El concepto de carril para circulación lenta debería desaparecer, siendo sustituido por carril para circulación rápida. Es más lógico que el que tenga intención de adelantar (generalmente, un vehículo más ágil) sea el que deba realizar la maniobra de cambio de carril, y no el vehículo que circula más despacio por la derecha. De esta manera, tendremos al vehículo más lento situado a la derecha del todo, sin que tenga que hacer ninguna maniobra. Solamente aquellos que quieran adelantar se verán obligados a cambiar de carril.

Al final de un carril que desparece se debe ceder el paso para salir de él. Esto es un inconveniente para desplazarse al carril de lentos. Hay quien prefiere quedarse en el carril central donde, egoistamente, no se sufre inconveniente alguno. Sin embargo, el que se desplace a un carril para rápidos, obtendrá la ventaja de poder adelantar al que le precede (para eso se hace), aunque posteriormente se encuentre el inconveniente de tener que ceder el paso al final del carril.

Recurriendo a la normativa, la Norma de Trazado 3.1-IC, en su apartado 7.4.3.2, indica que los carriles adicionales deberán implantarse a la izquierda de la calzada, salvo excepción autorizada por el organismo titular de la carretera. La solución que estoy proponiendo se encuentra en la propia normativa. Ya que se han gastado cerca de 500 millones de euros en acondicionar la A-1 desde Somosierra a Burgos (diría que más de lo que costó construir ese tramo de autovía en su día), ¿tanto costaba respetar la Norma?

Independencia de enlaces y carriles adicionales

Está muy bien lo de aprovechar una incorporación para generar un nuevo carril: se ahorra algo de pintura, algo de espacio y alguna señal. Pero queda la duda de si eso que aparece a nuestra derecha es sólo una incorporación o algo más. Por ello, separemos ambos conceptos:

Propuesta de carril para circulación rápida, coincidente con ramal de incorporación.

El vehículo que se incorpora tendrá que ceder el paso para entrar a la autovía (como en cualquier enlace normal), y tendremos al vehículo lento colocado en el carril de la derecha sin que deba hacer ninguna maniobra.

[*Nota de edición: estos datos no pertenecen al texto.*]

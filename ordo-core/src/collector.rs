// ABOUTME: Collects messages from one channel through a temporary event group
// ABOUTME: Ends on count limits, a timeout, or deletion of the channel or its server

use crate::error::{CollectorError, EventError};
use crate::events::{listener_fn, names, EventOrder, EventPayload, EventRegistry};
use crate::traits::{Channel, IncomingMessage};
use indexmap::IndexMap;
use parking_lot::Mutex;
use std::sync::Arc;
use std::time::Duration;
use tokio::sync::mpsc;

#[derive(Debug, Clone, Default)]
pub struct CollectorOptions {
    /// Stop after this many messages pass the filter
    pub max: Option<usize>,
    /// Stop after this many messages from the channel were seen
    pub max_processed: Option<usize>,
    /// Stop after this long
    pub time: Option<Duration>,
    /// Groups that should not see messages from the channel while collecting
    pub skip: Vec<String>,
    /// End reasons reported as [`CollectorError::Ended`] instead of `Ok`
    pub errors: Vec<CollectorEnd>,
}

#[derive(Debug, Clone, Copy, PartialEq, Eq)]
pub enum CollectorEnd {
    Limit,
    ProcessedLimit,
    Time,
    ChannelDelete,
    ServerDelete,
}

#[derive(Debug, Clone)]
pub struct Collected {
    pub messages: Vec<Arc<IncomingMessage>>,
    pub reason: CollectorEnd,
}

#[derive(Default)]
struct CollectState {
    collected: IndexMap<String, Arc<IncomingMessage>>,
    received: usize,
    ended: bool,
}

impl CollectState {
    fn end_reason(&self, options: &CollectorOptions) -> Option<CollectorEnd> {
        if options.max.is_some_and(|max| self.collected.len() >= max) {
            return Some(CollectorEnd::Limit);
        }
        if options
            .max_processed
            .is_some_and(|max| self.received >= max)
        {
            return Some(CollectorEnd::ProcessedLimit);
        }
        None
    }
}

/// Awaits messages on top of an [`EventRegistry`]
#[derive(Clone)]
pub struct MessageCollector {
    events: EventRegistry,
}

impl MessageCollector {
    pub fn new(events: EventRegistry) -> Self {
        Self { events }
    }

    /// Collect messages in `channel` that pass `filter` until an end condition.
    ///
    /// The temporary listener group is always removed before this returns.
    /// Ending for a reason in `options.errors` yields [`CollectorError::Ended`].
    pub async fn await_messages<F>(
        &self,
        channel: &Channel,
        filter: F,
        options: CollectorOptions,
    ) -> Result<Collected, CollectorError>
    where
        F: Fn(&IncomingMessage) -> bool + Send + Sync + 'static,
    {
        let group = format!("collector:{}", uuid::Uuid::new_v4());
        let state = Arc::new(Mutex::new(CollectState::default()));
        let (tx, mut rx) = mpsc::unbounded_channel::<CollectorEnd>();
        let options = Arc::new(options);
        let channel_id = channel.id.clone();
        let server_id = channel.server().map(|s| s.id.clone());

        if let Err(e) = self.register_listeners(
            &group,
            &channel_id,
            server_id,
            Arc::new(filter),
            &state,
            &tx,
            &options,
        ) {
            self.events.unregister_group(&group);
            return Err(e.into());
        }

        let received = match options.time {
            Some(time) => tokio::time::timeout(time, rx.recv())
                .await
                .unwrap_or(Some(CollectorEnd::Time)),
            None => rx.recv().await,
        };
        self.events.unregister_group(&group);
        // `tx` lives in this frame, so the channel cannot close before an end is sent
        let reason = received.unwrap_or(CollectorEnd::Time);

        let messages = {
            let mut state = state.lock();
            state.ended = true;
            std::mem::take(&mut state.collected).into_values().collect()
        };
        tracing::debug!(channel = %channel_id, reason = ?reason, "Collector ended");
        let collected = Collected { messages, reason };
        if options.errors.contains(&reason) {
            return Err(CollectorError::Ended(collected));
        }
        Ok(collected)
    }

    #[allow(clippy::too_many_arguments)]
    fn register_listeners(
        &self,
        group: &str,
        channel_id: &str,
        server_id: Option<String>,
        filter: Arc<dyn Fn(&IncomingMessage) -> bool + Send + Sync>,
        state: &Arc<Mutex<CollectState>>,
        tx: &mpsc::UnboundedSender<CollectorEnd>,
        options: &Arc<CollectorOptions>,
    ) -> Result<(), EventError> {
        let order = options
            .skip
            .iter()
            .fold(EventOrder::new(), |order, skipped| order.after(skipped.clone()));

        let (st, sender, opts, channel) = (state.clone(), tx.clone(), options.clone(), channel_id.to_string());
        self.events.register(
            group,
            names::MESSAGE,
            listener_fn(move |firing, payload| {
                let Some(message) = payload.message() else {
                    return Ok(());
                };
                if message.channel_id != channel {
                    return Ok(());
                }
                for skipped in &opts.skip {
                    firing.skip(skipped.clone());
                }

                let mut state = st.lock();
                if state.ended {
                    return Ok(());
                }
                state.received += 1;
                if filter(message) {
                    state
                        .collected
                        .insert(message.event_id.clone(), message.clone());
                }
                if let Some(reason) = state.end_reason(&opts) {
                    state.ended = true;
                    let _ = sender.send(reason);
                }
                Ok(())
            }),
            order,
        )?;

        let (st, channel) = (state.clone(), channel_id.to_string());
        self.events.register(
            group,
            names::MESSAGE_DELETE,
            listener_fn(move |_, payload| {
                if let EventPayload::MessageDelete {
                    channel_id,
                    message_id,
                } = payload
                {
                    if *channel_id == channel {
                        st.lock().collected.shift_remove(message_id);
                    }
                }
                Ok(())
            }),
            EventOrder::new(),
        )?;

        let (st, sender, channel) = (state.clone(), tx.clone(), channel_id.to_string());
        self.events.register(
            group,
            names::CHANNEL_DELETE,
            listener_fn(move |_, payload| {
                if matches!(payload, EventPayload::ChannelDelete { channel_id } if *channel_id == channel)
                {
                    st.lock().ended = true;
                    let _ = sender.send(CollectorEnd::ChannelDelete);
                }
                Ok(())
            }),
            EventOrder::new(),
        )?;

        if let Some(server) = server_id {
            let (st, sender) = (state.clone(), tx.clone());
            self.events.register(
                group,
                names::SERVER_DELETE,
                listener_fn(move |_, payload| {
                    if matches!(payload, EventPayload::ServerDelete { server_id } if *server_id == server)
                    {
                        st.lock().ended = true;
                        let _ = sender.send(CollectorEnd::ServerDelete);
                    }
                    Ok(())
                }),
                EventOrder::new(),
            )?;
        }
        Ok(())
    }
}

Unión de carriles de incorporación y salida

Hemos visto que el carril de trenzado que se genera tiene apariencia de carril para vehículos lentos. 1.200 m es una distancia desmesurada en los enlaces de que hablo. Al igual que muchos parámetros y elementos de las carreteras se definen de acuerdo con intensidades de tráfico o velocidades, determinemos éste en función del tráfico de tronco y ramales, no solamente por una cifra determinada, sin atender a nada más.

Marcas viales

Reservemos la marca vial M-1.6 (trazos cortos y anchos) para carriles especiales (salida, entrada, etc.). Señalicemos los carriles adicionales del mismo modo que los normales, con la marca M-1.1. De esta forma, cualquier conductor verá que es un carril como los demás, por el que se puede circular, y no pensará que su autovía termina en la línea de puntitos.


Conclusiones: el conocimiento de la normativa


Todo lo anterior no sirve de nada si los conductores no respetamos las normas de circulación. Pero es mucho más grave que quienes regulan la circulación y dictan las reglas (desde redactores de normas a redactores de proyectos de carreteras o direcciones de obras) no las conozcan perfectamente.

Nuestras carreteras padecen una invasión de conductores instalados en el carril central.  Algunas veces es de forma consciente, pero otras muchas es por causas más involuntarias, como falta de atención, desconocimiento o incluso miedo a circular por un borde la calzada. Hagamos lo posible por conducirlos hacia el carril derecho, en lugar de incitarlos a que se nos instalen en el central.

No podemos olvidar que el objeto de que autopistas y autovías interurbanas tengan varios carriles es permitir el adelantamiento (salvo en condiciones de saturación), no el poder circular por el carril que nos dé la gana.